1. Absolute Certainty
You'll get guaranteed civil war in the future. No chances. No civil war, with losing a quarter(or more) of your army, worth the results of not purging someone, for 10% discount on doctrine research or other minor benefit.
2. Negligible effects
For Purge you will be hit hard with ORG malus and doctrine research time. ORG penalty could be a problem only if you decide to go for offensive war and completely negated should defensive war happen to you. Research time is negated by assigning a theorist. Neither of this effects prevents USSR from becoming a behemoth, with huge industrial capacity and stockpiles of infantry equipment.
3. No adequate alternative.
Should you not perform the Purge you will lose:
One discount for Nuclear and two for rocket techs. And a research slot. Overall losses would be five -50% discounts, research slot and 20 army exp.
All this for a 4(max) years of negative effects, which gradually diminishes every 146 days. Which means should you start it early, then you'll have no negative effects by 1940. And should war happen before, Lessons of War will instantly wipe out all negative effects and provide you with significant bonuses and discounts.
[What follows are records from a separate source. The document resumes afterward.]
//! WAV export for recorded takes.
//!
//! Frames are written as a canonical PCM WAV (RIFF header, `fmt ` chunk, `data`
//! chunk; 44 header bytes for 16-bit mono). The file is written to a temporary
//! file next to the target and renamed over it once complete, so a failed
//! export never leaves a truncated file at the destination.

use std::io::{BufWriter, Write};
use std::path::{Path, PathBuf};

use hound::WavWriter;
use tracing::{debug, info};

use crate::audio::SessionConfig;
use crate::error::{RecorderError, Result};

/// Default file extension for exported recordings.
pub const WAV_EXTENSION: &str = "wav";

/// Write `frames` (little-endian 16-bit PCM) to `path` as a WAV file, replacing any existing file.
pub fn export_wav(path: &Path, config: &SessionConfig, frames: &[u8]) -> Result<()> {
    let frame_bytes = config.channels as usize * config.sample_width as usize;
    if config.sample_width != 2 {
        return Err(RecorderError::InvalidFrames(format!("Unsupported sample width {} bytes", config.sample_width)));
    }
    if !frames.len().is_multiple_of(frame_bytes) {
        return Err(RecorderError::InvalidFrames(format!("{} bytes is not a whole number of {}-byte frames", frames.len(), frame_bytes)));
    }
    if u32::try_from(frames.len()).is_err() {
        return Err(RecorderError::InvalidFrames(format!("{} bytes exceeds the WAV size limit", frames.len())));
    }

    let dir = match path.parent() {
        Some(parent) if !parent.as_os_str().is_empty() => parent,
        _ => Path::new("."),
    };

    let mut temp = tempfile::Builder::new().prefix(".recording-").suffix(".wav.part").tempfile_in(dir)?;
    debug!("Writing {} bytes of frames to {}", frames.len(), temp.path().display());

    {
        let mut file = BufWriter::new(temp.as_file_mut());
        let mut writer = WavWriter::new(&mut file, config.wav_spec())?;
        for pair in frames.chunks_exact(2) {
            writer.write_sample(i16::from_le_bytes([pair[0], pair[1]]))?;
        }
        writer.finalize()?;
        file.flush()?;
    }
    temp.as_file().sync_all()?;

    // Temp files are created owner-only; saved recordings get regular file permissions.
    #[cfg(unix)]
    {
        use std::os::unix::fs::PermissionsExt;
        temp.as_file().set_permissions(std::fs::Permissions::from_mode(0o644))?;
    }

    temp.persist(path).map_err(|e| RecorderError::Io(e.error))?;

    info!("Saved {} ({} Hz, {} bytes of audio)", path.display(), config.sample_rate, frames.len());
    Ok(())
}

/// Append the `.wav` extension when the path has none.
pub fn with_wav_extension(path: impl Into<PathBuf>) -> PathBuf {
    let mut path = path.into();
    if path.extension().is_none() {
        path.set_extension(WAV_EXTENSION);
    }
    path
}

/// Timestamped file name for a take saved without an explicit name.
pub fn default_file_name() -> String {
    let now = time::OffsetDateTime::now_local().unwrap_or_else(|_| time::OffsetDateTime::now_utc());
    let stamp = now
        .format(time::macros::format_description!("[year][month][day]_[hour][minute][second]"))
        .unwrap_or_else(|_| now.unix_timestamp().to_string());
    format!("recording_{}.{}", stamp, WAV_EXTENSION)
}

/// File name component used when reporting a saved file.
pub fn display_name(path: &Path) -> String {
    path.file_name()
        .map(|name| name.to_string_lossy().into_owned())
        .unwrap_or_else(|| path.display().to_string())
}
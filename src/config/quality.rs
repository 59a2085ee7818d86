//! Audio quality presets.

use std::fmt;

use clap::ValueEnum;

/// Selectable audio quality, mapped to a capture sample rate.
#[derive(Debug, Clone, Copy, PartialEq, Eq, ValueEnum, Default)]
pub enum Quality {
    /// 8000 Hz
    Low,
    /// 16000 Hz
    #[default]
    Medium,
    /// 44100 Hz
    High,
}

impl Quality {
    pub const ALL: [Quality; 3] = [Quality::Low, Quality::Medium, Quality::High];

    pub fn sample_rate(self) -> u32 {
        match self {
            Quality::Low => 8000,
            Quality::Medium => 16000,
            Quality::High => 44100,
        }
    }

    pub fn label(self) -> &'static str {
        match self {
            Quality::Low => "Low",
            Quality::Medium => "Medium",
            Quality::High => "High",
        }
    }

    /// Parse a label such as "low" or "High".
    pub fn parse(input: &str) -> Option<Self> {
        <Self as ValueEnum>::from_str(input.trim(), true).ok()
    }
}

impl fmt::Display for Quality {
    fn fmt(&self, f: &mut fmt::Formatter<'_>) -> fmt::Result {
        write!(f, "{} ({} Hz)", self.label(), self.sample_rate())
    }
}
Also, all negative effects will be overlapped by Great Patriotic War effect, which will fire should you be attacked before Purge effects would expire. So far, there is no question "to Purge or not to Purge", its "Purge now" or "Purge later".
The alternative for not Purging is abilty to install Trotsky, which is...only a permanent revolution branch.
4. Lack of in-game logic
For various civil war outcomes the leaders just make no sense. Vlasov as a leader for every neutral faction? The man was famous only for being a traitor, who agreed to collaborate with the nazis and abandoned only front line nazis assigned him for, but otherwise held absolutely no political power, nor military influence. It's like assigning Goebbels for ever democratic or communist coup for Germany. Leaders, who feature in Purge events, who were actually targeted or could be targets of purging not even featuring in "Survivors coup" event.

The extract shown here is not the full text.